The woman looks pointedly at Jake, and says, “
Or
who professes to be, or not to be, a
virgin
.”

“Mom!” Hope croaks.

Hope’s mother doesn’t acknowledge her and, instead, turns to the large boy with the black hair and twelve o’clock shadow above his upper lip. “And just to clarify, Chester, I waited until I was married to Hope’s father, and should I ever find someone as special as he was, I would do the same.”

Her brown hair and green eyes catch firelight when Hope’s mom smiles down at Jake. She steps by him to enter the center of the circle.

She strolls casually in the direction of the cooler. “It’s nine o’clock. I promised your mothers I’d break this up early enough to give all of you plenty of time to walk home before the eleven o’clock curfew, and—” She bounces a finger at the group as she moves closer to the ice chest. “—I will be calling to let each of them know you will be on your way home at ten-thirty.” She glides over the grass, firelight shadowing her calf and thigh muscles, and stops directly beside the cooler. Leaning down, she flips opens the lid.

I am enthralled by the pheromones this woman projects: honesty, kindness, love, and good old Mother Earth beauty.

Only the crackle of the fire disturbs the silence as Hope’s mother closes the lid, and her eyes scan the circle of kids. “Okay, I’ll let you get back to your conversation, and I will be back when it’s time to put out the fire.” With a big smile, she cuts through the circle and, as she jogs out of the firelight, her hair dances on her back.

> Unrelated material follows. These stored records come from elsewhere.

use nalgebra::Vector3;

/// World up axis. The ground plane is `y = 0`.
pub const UP: Vector3<f64> = Vector3::new(0.0, 1.0, 0.0);

/// Uniform gravity acceleration for a flat, y-up world.
pub fn gravity_accel(g: f64) -> Vector3<f64> {
    -UP * g
}

/// Gravitational force on a body of `mass`.
pub fn gravity_force(g: f64, mass: f64) -> Vector3<f64> {
    gravity_accel(g) * mass
}

#[cfg(test)]
mod tests {
    use super::*;

    #[test]
    fn gravity_points_down() {
        let a = gravity_accel(9.81);
        assert!((a.y + 9.81).abs() < 1e-12);
        assert_eq!(a.x, 0.0);
        assert_eq!(a.z, 0.0);
    }

    #[test]
    fn force_scales_with_mass() {
        let f = gravity_force(9.81, 2.0);
        assert!((f.y + 19.62).abs() < 1e-12);
    }
}
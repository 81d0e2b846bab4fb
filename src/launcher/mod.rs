pub mod body;

use nalgebra::Vector3;

use crate::config::LauncherConfig;
use crate::dynamics::flight::{tick, FlightTick};
use crate::dynamics::state::FlightState;
use crate::error::{ensure_positive, LaunchError, Result};
use crate::physics::FuelBurnParams;
use crate::solver::{launch_velocity, solve, LaunchSolution};

pub use body::{PointMassBody, RigidBody};

// ---------------------------------------------------------------------------
// Launcher: event adapter around the solver and the flight updater
// ---------------------------------------------------------------------------

/// One rocket on one pad.
///
/// A launch request runs the solver once, hands the resulting velocity to
/// the rigid body and starts the burn clock. `fixed_update` is then called
/// once per physics step until `reset`.
///
/// The burn of each flight starts from the launch mass: the configured fuel
/// curve is rescaled so its wet mass equals that mass.
#[derive(Debug, Clone)]
pub struct Launcher {
    config: LauncherConfig,
    burn: FuelBurnParams,
    flight: FlightState,
    target: Option<Vector3<f64>>,
    solution: Option<LaunchSolution>,
}

impl Launcher {
    pub fn new(config: LauncherConfig) -> Result<Self> {
        config.validate()?;
        let burn = config.fuel;
        let flight = FlightState::new(&burn);
        Ok(Self { config, burn, flight, target: None, solution: None })
    }

    pub fn config(&self) -> &LauncherConfig {
        &self.config
    }

    pub fn flight(&self) -> &FlightState {
        &self.flight
    }

    /// Fuel curve of the current flight.
    pub fn burn(&self) -> &FuelBurnParams {
        &self.burn
    }

    pub fn target(&self) -> Option<&Vector3<f64>> {
        self.target.as_ref()
    }

    /// Solution of the current flight, if launched by the solver.
    pub fn solution(&self) -> Option<&LaunchSolution> {
        self.solution.as_ref()
    }

    pub fn is_launched(&self) -> bool {
        self.flight.launched
    }

    /// Solve for `target` from the body's current position and launch.
    ///
    /// `mass` overrides the configured nominal mass for both the search and
    /// the body. On any error the body is left untouched and the launcher
    /// stays on the pad.
    pub fn request_launch(
        &mut self,
        target: Vector3<f64>,
        mass: Option<f64>,
        body: &mut dyn RigidBody,
    ) -> Result<&LaunchSolution> {
        if self.flight.launched {
            return Err(LaunchError::AlreadyLaunched);
        }
        let mass = mass.unwrap_or(self.config.nominal_mass);
        ensure_positive("mass", mass)?;
        let burn = self.config.fuel.scaled_to(mass)?;

        let start = body.position();
        let solution = solve(&start, &target, &self.config.physics, mass, &self.config.search)?
            .require()?;
        let velocity = launch_velocity(&start, &target, solution.angle, solution.speed)?;

        body.set_mass(mass);
        body.set_velocity(velocity);
        self.flight = FlightState::launch(&burn);
        self.burn = burn;
        self.target = Some(target);
        Ok(self.solution.insert(solution))
    }

    /// Launch at a fixed angle in the x/y plane with an impulse, no search.
    pub fn launch_manual(
        &mut self,
        angle_deg: f64,
        impulse: f64,
        mass: f64,
        body: &mut dyn RigidBody,
    ) -> Result<Vector3<f64>> {
        if self.flight.launched {
            return Err(LaunchError::AlreadyLaunched);
        }
        let delta_v = manual_launch_velocity(angle_deg, impulse, mass)?;
        let burn = self.config.fuel.scaled_to(mass)?;
        let vel = body.velocity() + delta_v;
        body.set_mass(mass);
        body.set_velocity(vel);
        self.flight = FlightState::launch(&burn);
        self.burn = burn;
        Ok(delta_v)
    }

    /// Per-physics-step update: burn fuel, push mass and drag into the body.
    ///
    /// Returns `None` while on the pad.
    pub fn fixed_update(&mut self, body: &mut dyn RigidBody, dt: f64) -> Result<Option<FlightTick>> {
        if !self.flight.launched {
            return Ok(None);
        }
        let out = tick(&mut self.flight, &body.velocity(), dt, &self.config.physics, &self.burn)?;
        body.set_mass(out.mass);
        body.add_force(out.force);
        Ok(Some(out))
    }

    /// Return the rocket to the pad and forget the current flight.
    pub fn reset(&mut self, body: &mut dyn RigidBody) {
        body.reset_to(self.config.home);
        self.burn = self.config.fuel;
        self.flight.reset(&self.burn);
        self.target = None;
        self.solution = None;
    }
}

/// Rough first-guess speed, `sqrt(distance * g)`.
pub fn estimate_launch_speed(start: &Vector3<f64>, target: &Vector3<f64>, gravity: f64) -> f64 {
    ((target - start).norm() * gravity).sqrt()
}

/// Velocity change from an `impulse` applied at `angle_deg` above +x.
pub fn manual_launch_velocity(angle_deg: f64, impulse: f64, mass: f64) -> Result<Vector3<f64>> {
    ensure_positive("mass", mass)?;
    let rad = angle_deg.to_radians();
    let direction = Vector3::new(rad.cos(), rad.sin(), 0.0);
    Ok(direction * (impulse / mass))
}

// ---------------------------------------------------------------------------
// Tests
// ---------------------------------------------------------------------------

#[cfg(test)]
mod tests {
    use super::*;
    use crate::physics::PhysicsParams;

    fn quick_config() -> LauncherConfig {
        let mut cfg = LauncherConfig::default();
        cfg.search.speed_max = 200.0;
        cfg
    }

    fn pad(cfg: &LauncherConfig) -> PointMassBody {
        PointMassBody::new(cfg.home, cfg.nominal_mass, cfg.physics.gravity)
    }

    #[test]
    fn launch_sets_velocity_and_enters_flight() {
        let cfg = quick_config();
        let mut body = pad(&cfg);
        let mut launcher = Launcher::new(cfg).unwrap();
        let target = Vector3::new(30.0, 0.0, 10.0);

        let sol = launcher.request_launch(target, Some(1.5), &mut body).unwrap().clone();
        assert!(sol.found);
        assert!(launcher.is_launched());
        assert_eq!(body.mass, 1.5);
        assert!((body.velocity().norm() - sol.speed).abs() < 1e-9);
        assert_eq!(launcher.target(), Some(&target));
    }

    #[test]
    fn second_request_rejected_until_reset() {
        let cfg = quick_config();
        let mut body = pad(&cfg);
        let mut launcher = Launcher::new(cfg).unwrap();
        let target = Vector3::new(30.0, 0.0, 0.0);
        launcher.request_launch(target, None, &mut body).unwrap();

        let err = launcher.request_launch(target, None, &mut body).unwrap_err();
        assert_eq!(err, LaunchError::AlreadyLaunched);

        launcher.reset(&mut body);
        assert!(!launcher.is_launched());
        assert!(launcher.solution().is_none());
        assert_eq!(body.velocity(), Vector3::zeros());
        assert!(launcher.request_launch(target, None, &mut body).is_ok());
    }

    #[test]
    fn unreachable_target_leaves_body_on_pad() {
        let mut cfg = quick_config();
        cfg.search.speed_max = 20.0;
        let mut body = pad(&cfg);
        let mut launcher = Launcher::new(cfg).unwrap();

        let err = launcher
            .request_launch(Vector3::new(5_000.0, 0.0, 0.0), None, &mut body)
            .unwrap_err();
        assert_eq!(err, LaunchError::NoSolutionFound);
        assert!(!launcher.is_launched());
        assert_eq!(body.velocity(), Vector3::zeros());
    }

    #[test]
    fn non_positive_mass_rejected() {
        let cfg = quick_config();
        let mut body = pad(&cfg);
        let mut launcher = Launcher::new(cfg).unwrap();
        let err = launcher
            .request_launch(Vector3::new(30.0, 0.0, 0.0), Some(-2.0), &mut body)
            .unwrap_err();
        assert!(matches!(err, LaunchError::InvalidConfiguration { field: "mass", .. }));
    }

    #[test]
    fn fixed_update_burns_fuel_and_applies_drag() {
        let cfg = quick_config();
        let mut body = pad(&cfg);
        let mut launcher = Launcher::new(cfg).unwrap();
        assert_eq!(launcher.fixed_update(&mut body, 0.02).unwrap(), None);

        launcher.request_launch(Vector3::new(30.0, 0.0, 0.0), None, &mut body).unwrap();
        let out = launcher.fixed_update(&mut body, 0.02).unwrap().unwrap();
        assert!(out.mass < 1.0);
        assert_eq!(body.mass, out.mass);
        assert!(out.force.dot(&body.velocity()) < 0.0);
    }

    #[test]
    fn burn_starts_from_requested_mass() {
        let cfg = quick_config();
        let mut body = pad(&cfg);
        let mut launcher = Launcher::new(cfg).unwrap();
        launcher.request_launch(Vector3::new(30.0, 0.0, 0.0), Some(5.0), &mut body).unwrap();
        assert_eq!(launcher.flight().current_mass, 5.0);

        let out = launcher.fixed_update(&mut body, 0.02).unwrap().unwrap();
        assert!((out.mass - 5.0 * (1.0 - 0.5 * 0.01)).abs() < 1e-12, "mass {}", out.mass);
        assert_eq!(body.mass, out.mass);

        let mut last = out.mass;
        for _ in 0..200 {
            let m = launcher.fixed_update(&mut body, 0.02).unwrap().unwrap().mass;
            assert!(m <= last && last - m < 0.05, "mass jumped from {last} to {m}");
            last = m;
        }
        assert_eq!(last, 2.5, "dry ratio of the configured burn");

        launcher.reset(&mut body);
        assert_eq!(*launcher.burn(), launcher.config().fuel);
    }

    #[test]
    fn manual_launch_impulse() {
        let v = manual_launch_velocity(45.0, 10.0, 2.0).unwrap();
        assert!((v.x - 5.0 * 0.5f64.sqrt()).abs() < 1e-12);
        assert!((v.x - v.y).abs() < 1e-12);
        assert_eq!(v.z, 0.0);
    }

    #[test]
    fn manual_launch_enters_flight() {
        let cfg = LauncherConfig::default();
        let mut body = pad(&cfg);
        let mut launcher = Launcher::new(cfg).unwrap();
        launcher.launch_manual(45.0, 10.0, 1.0, &mut body).unwrap();
        assert!(launcher.is_launched());
        assert!(launcher.solution().is_none());
        assert!(body.velocity().y > 0.0);
    }

    #[test]
    fn speed_estimate_matches_vacuum_range_formula() {
        // Range at 45 deg in vacuum is v^2 / g, so the estimate inverts it.
        let v = estimate_launch_speed(&Vector3::zeros(), &Vector3::new(90.0, 0.0, 0.0), 9.81);
        assert!((v * v / PhysicsParams::default().gravity - 90.0).abs() < 1e-9);
    }
}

“Hope Ann Harmony, you know your mother just rolled us looking for alcohol, Right?” the brunette with a heart-shaped ass snaps.

“Yeah, and Heather Alexis Stephens, you better tell me there’s none in that cooler,” Hope answers in a hissy whisper.

“You think I want your mother to put a spell on me?” Heather asks.

“She has never spelled anyone!” Hope says, and then snickers. “But you may become the first.”

If I could breathe, I would be holding my breath as I ride the grass and follow the woman I will be wearing home to meet Gaire before the night is over.

Chapter 17
Gracie

Hope’s mother climbs the stairs to the two-story home and I glide behind her, a shadow under a blanket of night. The outside screen creaks as she pulls it open and it smack’s shut before she can close the heavy wooden door on the humid evening. Inside it’s cool, moody and dark. Candles dance under paddle fans circling above.

The house smells of wood, augmented by heat and humidity; the generations of human residents spice the air with memories. Its structure has stretched and retracted over the years, giving the home character. The screen door and wooden floors creak, the front-door sticks, and the walls have small imperfections. All of this gives the home a soul.

There is an underlying damp, moldy smell, almost acrid. It carries an odor of old books and antique furniture stuffed with cotton batting instead of polyester filler.

We move through a great room with a worn fireplace, and then under an arch into a dining room where darkness swallows the candlelight. But the other side of the room draws a soft glow from a kitchen. It is larger than the dining room, cheerful with big windows on the south wall and a smaller one on the west side over a double sink.

Everything in the kitchen is dated, but pleasantly worn. The floor is black and white tile with counters that match. Everything else is wood, except for stainless steel appliances. A vase full of daisies drips petals on the center of a rough, wooden farm table with six straight back chairs tucked underneath.

Hope’s mother crosses to the sink, fills a clear drinking glass with tap water, and takes a long sip. She turns suddenly, glass still touching her lips, and gazes at an old sepia picture mounted on the wall behind the table. Its oval shaped, wood framed, and displays a woman holding two girls by the hand. They look to be about five or six. The woman is round, wearing a pale cotton shift belted around her ample waistline.

“Nan, I think our little Hope has an admirer,” she tells the picture. “Maybe I’ll bring my tarot cards to the cabin and read his future.”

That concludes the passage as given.